Perhaps the poster-boy of this new worldwide focus is Pope Francis, who made a habit of creating headlines with pot-stirring statements on wealth and inequality, which often sound more like the teachings of a Marxist college professor than the sermons of a contemporary religious leader.
“…Some people continue to defend trickle-down theories which assume that economic growth, encouraged by a free market, will inevitably succeed in bringing about greater justice and inclusiveness in the world,” Pope Francis wrote in his apostolic exhortation. “This opinion, which has never been confirmed by the facts, expresses a crude and naïve trust in the goodness of those wielding economic power and in the sacralized workings of the prevailing economic system.”
The pope has denied being a full-fledged communist but said he has nothing against them.
Regardless of his card-carrying status, Pope Francis struck a nerve in 2013. Some 64 percent of people polled recently by Public Policy Polling said the pope was the right choice for Time Magazine’s Person of the Year award.
And he wasn’t the only leader that captured the zeitgeist on inequality.
New York City Mayor-elect Bill De Blasio coasted through the election, winning by wide margins not only against a Republican, but against more well-established, more moderate Democratic rivals. His campaign framed New York as “tale of two cities,” and De Blasio promised his main priority would be addressing the growing wealth gap.
President Barack Obama also ramped up his rhetoric on the issue, calling inequality “the defining issue of our time,” in a speech earlier in December.
The year also saw thousands protesting outside Walmarts and fast-food restaurants for better pay, and a higher minimum wage in cities across the country.
But 2013 wasn’t only the year of inequality because of rhetoric and protests. Much like Occupy Wall Street was a response to the financial crisis of 2008, the surge in speech surrounding inequality in 2013 can been seen as response to the unequal conditions many Americans face.
In other words, the concept of inequality was so popular in 2013, because 2013 was a year of near-unprecedented income inequality.
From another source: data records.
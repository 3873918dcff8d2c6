//! Injected logging
//!
//! Each component receives a [`CallbackLogger`] at construction instead of
//! reaching for a process-wide logger. The logger always forwards to
//! `tracing`; in [`LoggingMode::Callback`] it also hands every line to a
//! user callback, which is how an operator console shows the link log.

use std::fmt;
use std::sync::Arc;

use tracing::{debug, error, info, warn};

/// Severity of a log line.
#[derive(Debug, Clone, Copy, PartialEq, Eq, PartialOrd, Ord, Hash)]
pub enum LogLevel {
    Debug,
    Info,
    Warn,
    Error,
}

impl fmt::Display for LogLevel {
    fn fmt(&self, f: &mut fmt::Formatter<'_>) -> fmt::Result {
        let name = match self {
            Self::Debug => "DEBUG",
            Self::Info => "INFO",
            Self::Warn => "WARN",
            Self::Error => "ERROR",
        };
        f.write_str(name)
    }
}

/// User hook receiving every log line at or above the configured level.
pub type LogCallback = Arc<dyn Fn(LogLevel, &str) + Send + Sync>;

/// Where log lines go.
#[derive(Debug, Clone, Copy, PartialEq, Eq, Default)]
pub enum LoggingMode {
    /// Drop everything.
    Silent,
    /// `tracing` only.
    #[default]
    Tracing,
    /// `tracing` plus the user callback.
    Callback,
}

/// Cloneable logger handle passed to every component.
#[derive(Clone, Default)]
pub struct CallbackLogger {
    mode: LoggingMode,
    min_level: Option<LogLevel>,
    callback: Option<LogCallback>,
    packet_logging: bool,
}

impl fmt::Debug for CallbackLogger {
    fn fmt(&self, f: &mut fmt::Formatter<'_>) -> fmt::Result {
        f.debug_struct("CallbackLogger")
            .field("mode", &self.mode)
            .field("min_level", &self.min_level)
            .field("has_callback", &self.callback.is_some())
            .field("packet_logging", &self.packet_logging)
            .finish()
    }
}

impl CallbackLogger {
    /// Logger that forwards to `tracing` only
    pub fn new() -> Self {
        Self::default()
    }

    /// Logger that drops everything
    pub fn silent() -> Self {
        Self {
            mode: LoggingMode::Silent,
            ..Self::default()
        }
    }

    /// Logger that also calls `callback` for every line at `min_level` or above
    pub fn with_callback(callback: LogCallback, min_level: LogLevel) -> Self {
        Self {
            mode: LoggingMode::Callback,
            min_level: Some(min_level),
            callback: Some(callback),
            packet_logging: false,
        }
    }

    /// Enable hex dumps of every request and response
    pub fn with_packet_logging(mut self, enabled: bool) -> Self {
        self.packet_logging = enabled;
        self
    }

    pub fn mode(&self) -> LoggingMode {
        self.mode
    }

    pub fn log(&self, level: LogLevel, message: &str) {
        match self.mode {
            LoggingMode::Silent => return,
            LoggingMode::Tracing | LoggingMode::Callback => match level {
                LogLevel::Debug => debug!("{}", message),
                LogLevel::Info => info!("{}", message),
                LogLevel::Warn => warn!("{}", message),
                LogLevel::Error => error!("{}", message),
            },
        }
        if let Some(callback) = &self.callback {
            if self.min_level.map_or(true, |min| level >= min) {
                callback(level, message);
            }
        }
    }

    pub fn debug(&self, message: &str) {
        self.log(LogLevel::Debug, message);
    }

    pub fn info(&self, message: &str) {
        self.log(LogLevel::Info, message);
    }

    pub fn warn(&self, message: &str) {
        self.log(LogLevel::Warn, message);
    }

    pub fn error(&self, message: &str) {
        self.log(LogLevel::Error, message);
    }

    /// Log an outgoing request when packet logging is on
    pub fn log_request(&self, transaction_id: u16, unit_id: u8, pdu: &[u8]) {
        if self.packet_logging {
            self.debug(&format!(
                "-> tid={:04X} unit={} pdu=[{}]",
                transaction_id,
                unit_id,
                format_hex(pdu)
            ));
        }
    }

    /// Log an incoming response when packet logging is on
    pub fn log_response(&self, transaction_id: u16, unit_id: u8, pdu: &[u8]) {
        if self.packet_logging {
            self.debug(&format!(
                "<- tid={:04X} unit={} pdu=[{}]",
                transaction_id,
                unit_id,
                format_hex(pdu)
            ));
        }
    }
}

/// Space-separated upper-case hex bytes.
pub fn format_hex(bytes: &[u8]) -> String {
    bytes
        .iter()
        .map(|b| format!("{:02X}", b))
        .collect::<Vec<_>>()
        .join(" ")
}
//! Request-size limits of the controller or the gateway in front of it
//!
//! A Modbus TCP reply carries at most 125 registers for FC03 and a request
//! at most 123 for FC16. Some gateways accept less. Status polling sizes its
//! reads from these limits and never splits a mover block across two
//! requests; a station block is always written in one FC16.

use std::time::Duration;

use crate::constants::{MAX_READ_REGISTERS, MAX_WRITE_REGISTERS};
use crate::error::{ModbusError, ModbusResult};

/// Request limits of one controller connection.
///
/// ```rust
/// use std::time::Duration;
/// use mover_link::DeviceLimits;
///
/// let limits = DeviceLimits::new()
///     .with_max_read_registers(50)
///     .with_inter_request_delay(Duration::from_millis(10));
///
/// // Five ten-register mover blocks per read.
/// assert_eq!(limits.aligned_read_size(10), 50);
/// ```
#[derive(Debug, Clone, Copy, PartialEq, Eq)]
pub struct DeviceLimits {
    pub max_read_registers: u16,
    pub max_write_registers: u16,
    /// Pause between the reads of one batch.
    pub inter_request_delay: Duration,
}

impl Default for DeviceLimits {
    fn default() -> Self {
        Self {
            max_read_registers: MAX_READ_REGISTERS as u16,
            max_write_registers: MAX_WRITE_REGISTERS as u16,
            inter_request_delay: Duration::ZERO,
        }
    }
}

impl DeviceLimits {
    pub fn new() -> Self {
        Self::default()
    }

    /// Serial gateways: 50 registers per request, 10 ms apart.
    pub fn conservative() -> Self {
        Self {
            max_read_registers: 50,
            max_write_registers: 50,
            inter_request_delay: Duration::from_millis(10),
        }
    }

    pub fn with_max_read_registers(mut self, count: u16) -> Self {
        self.max_read_registers = count.min(MAX_READ_REGISTERS as u16);
        self
    }

    pub fn with_max_write_registers(mut self, count: u16) -> Self {
        self.max_write_registers = count.min(MAX_WRITE_REGISTERS as u16);
        self
    }

    pub fn with_inter_request_delay(mut self, delay: Duration) -> Self {
        self.inter_request_delay = delay;
        self
    }

    /// Largest read that holds whole `block_len`-register records.
    ///
    /// Zero when a single record does not fit in one read.
    pub fn aligned_read_size(&self, block_len: u16) -> u16 {
        if block_len == 0 {
            return 0;
        }
        self.max_read_registers / block_len * block_len
    }

    /// `(offset, count)` of each read covering `blocks` records of
    /// `block_len` registers.
    pub fn read_chunks(&self, block_len: u16, blocks: u16) -> Vec<(u16, u16)> {
        let step = u32::from(self.aligned_read_size(block_len));
        let total = u32::from(block_len) * u32::from(blocks);
        if step == 0 || total == 0 {
            return Vec::new();
        }
        (0..total)
            .step_by(step as usize)
            .map(|offset| (offset as u16, (total - offset).min(step) as u16))
            .collect()
    }

    pub fn fits_write(&self, registers: usize) -> bool {
        registers <= usize::from(self.max_write_registers)
    }

    /// Reject limits under which a `block_len` read or a `write_len` write
    /// cannot be issued.
    pub fn check(&self, block_len: u16, write_len: usize) -> ModbusResult<()> {
        if self.aligned_read_size(block_len) == 0 {
            return Err(ModbusError::configuration(format!(
                "Read limit {} is below one {}-register block",
                self.max_read_registers, block_len
            )));
        }
        if !self.fits_write(write_len) {
            return Err(ModbusError::configuration(format!(
                "Write limit {} is below one {}-register block",
                self.max_write_registers, write_len
            )));
        }
        Ok(())
    }
}
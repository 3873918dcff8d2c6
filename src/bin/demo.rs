//! Mover Link Demo
//!
//! Walks through the mover_link features:
//! - Station recipe encoding and process types (no connection required)
//! - Control-word masks and the fallback budget split
//! - Connecting to a controller, typed commands, status reads and a recipe apply
//!
//! Usage: cargo run --features cli --bin demo [host] [port] [unit]
//! Example: RUST_LOG=mover_link=debug cargo run --features cli --bin demo 127.0.0.1 502 1

use std::time::Duration;

use tokio::time::sleep;
use tracing_subscriber::{layer::SubscriberExt, util::SubscriberInitExt, EnvFilter};

use mover_link::bitfield::bit_masks;
use mover_link::recipe::{default_stations, stations_for};
use mover_link::{
    ControlBit, FallbackBudget, JogDirection, LinkConfig, LinkEvent, MoverLink, ProcessType,
    StationRecipe,
};

fn init_logging() -> Result<(), Box<dyn std::error::Error>> {
    let env_filter = EnvFilter::try_from_default_env().unwrap_or_else(|_| EnvFilter::new("info"));
    tracing_subscriber::registry()
        .with(env_filter)
        .with(tracing_subscriber::fmt::layer())
        .try_init()?;
    Ok(())
}

#[tokio::main]
async fn main() -> Result<(), Box<dyn std::error::Error>> {
    init_logging()?;
    println!("🚀 {}", mover_link::info());
    println!("=============================\n");

    // =========================================================================
    // Part 1: Station recipes (no connection required)
    // =========================================================================
    println!("📦 Part 1: Station Recipes");
    println!("--------------------------");

    for process in ProcessType::ALL {
        println!(
            "  {:<10} stations {:?} - {}",
            process.name(),
            stations_for(process),
            process.description()
        );
    }

    let stations = default_stations();
    let first = &stations[0];
    let block = first.encode();
    println!("\n  Station 1 block: {:04X?}", block);
    let decoded = StationRecipe::decode(&block)?;
    println!(
        "  -> decoded: station {} segment {} next {} ferry {:?}",
        decoded.station_no, decoded.segment_no, decoded.next_station_id, decoded.ferry_position
    );

    // =========================================================================
    // Part 2: Control word
    // =========================================================================
    println!("\n🎛️  Part 2: Control Word Masks");
    println!("------------------------------");

    for bit in [ControlBit::Enable, ControlBit::JogLeft, ControlBit::Heartbeat] {
        let (and_set, or_set) = bit_masks(bit.position(), true);
        let (and_clear, or_clear) = bit_masks(bit.position(), false);
        println!(
            "  {:<22} set: and={:04X} or={:04X}  clear: and={:04X} or={:04X}",
            bit.to_string(),
            and_set,
            or_set,
            and_clear,
            or_clear
        );
    }

    let budget = FallbackBudget::split(Duration::from_millis(2800), 0.4);
    println!(
        "\n  2800 ms budget: masked {:?}, fallback read {:?}, fallback write {:?}",
        budget.masked, budget.fallback_read, budget.fallback_write
    );

    // =========================================================================
    // Part 3: Controller (requires a Modbus TCP server)
    // =========================================================================
    println!("\n🔌 Part 3: Controller Operations");
    println!("--------------------------------");

    let mut args = std::env::args().skip(1);
    let host = args.next().unwrap_or_else(|| "127.0.0.1".to_string());
    let port = args
        .next()
        .and_then(|p| p.parse().ok())
        .unwrap_or(mover_link::DEFAULT_TCP_PORT);
    let unit = args.next().and_then(|u| u.parse().ok()).unwrap_or(1);

    let link = MoverLink::new(LinkConfig::default().with_axis_count(4))?;
    let mut events = link.subscribe();

    println!("  Connecting to {}:{} (unit {})...", host, port, unit);
    if let Err(e) = link.try_connect(&host, port, unit).await {
        println!("  ⚠️  Connection failed: {}", e);
        println!("  (This is expected if no controller is running)");
        println!("\n🎉 Demo completed! (controller operations skipped)");
        return Ok(());
    }
    println!("  ✅ {}", link.connection_info());

    println!("\n  ✏️  Commands:");
    match link.set_enable(true).await {
        Ok(()) => println!("    Enable set"),
        Err(e) => println!("    Enable error: {}", e),
    }
    match link.jog(JogDirection::Right).await {
        Ok(()) => println!("    Jog right"),
        Err(e) => println!("    Jog error: {}", e),
    }
    sleep(Duration::from_millis(200)).await;
    if let Err(e) = link.jog(JogDirection::Stop).await {
        println!("    Jog stop error: {}", e);
    }
    match link.read_control_word().await {
        Ok(word) => println!("    Control word: 0x{:04X}", word),
        Err(e) => println!("    Control word error: {}", e),
    }

    println!("\n  📖 Status:");
    match link.read_all_status().await {
        Ok(movers) => {
            for mover in movers {
                println!(
                    "    Mover {}: {:<14} pos {:>9.3} mm  vel {:>8.3} mm/s {}",
                    mover.id,
                    mover.state.to_string(),
                    mover.position,
                    mover.velocity,
                    mover.error_message
                );
            }
        }
        Err(e) => println!("    Status error: {}", e),
    }
    match link.read_system_status().await {
        Ok(system) => println!(
            "    System: ready={} estop={} movers={} {}",
            system.ready,
            system.emergency_stop,
            system.mover_count,
            system.error_message()
        ),
        Err(e) => println!("    System status error: {}", e),
    }

    println!("\n  🧾 Recipes:");
    link.save_complete_recipe("demo", "factory defaults").await?;
    match link.apply_complete_recipe("demo").await {
        Ok(()) => println!("    Applied 'demo' ({} stations)", stations.len()),
        Err(e) => println!("    Apply error: {}", e),
    }

    let stats = link.transport_stats();
    let ops = link.operation_stats();
    let heartbeat = link.heartbeat();
    println!("\n  📊 Statistics:");
    println!("    Requests: {}, Responses: {}", stats.requests_sent, stats.responses_received);
    println!("    Timeouts: {}, Late replies: {}", stats.timeouts, stats.late_replies);
    println!("    Operations ok: {}, failed: {}", ops.succeeded, ops.failed);
    println!("    Heartbeat ticks: {}, skipped: {}", heartbeat.ticks, heartbeat.skipped);

    link.disconnect().await;
    link.shutdown().await;

    let mut failures = 0;
    while let Ok(event) = events.try_recv() {
        if let LinkEvent::OperationFailed { operation, detail } = event {
            failures += 1;
            println!("    ⚠️  {}: {}", operation, detail);
        }
    }
    println!("\n🎉 Demo completed! ({} failed operations)", failures);
    Ok(())
}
This year, there were revelations that median wages have remained flat for 10 years, that corporations continued to receive record-breaking tax breaks, that CEO pay has risen astronomically in the past few decades, and that the bottom and top income brackets continue togrow further apart.
While there were some minor policy changes passed that could help lessen that gap — such as many local minimum-wage campaigns; there were many, such as repeated cuts to food stamps andunemployment benefits, that seem to promise to widen the chasm further.
But the conversation has begun and if 2013 was a year of public awareness about income inequality, maybe 2014 will be the year something is done about it.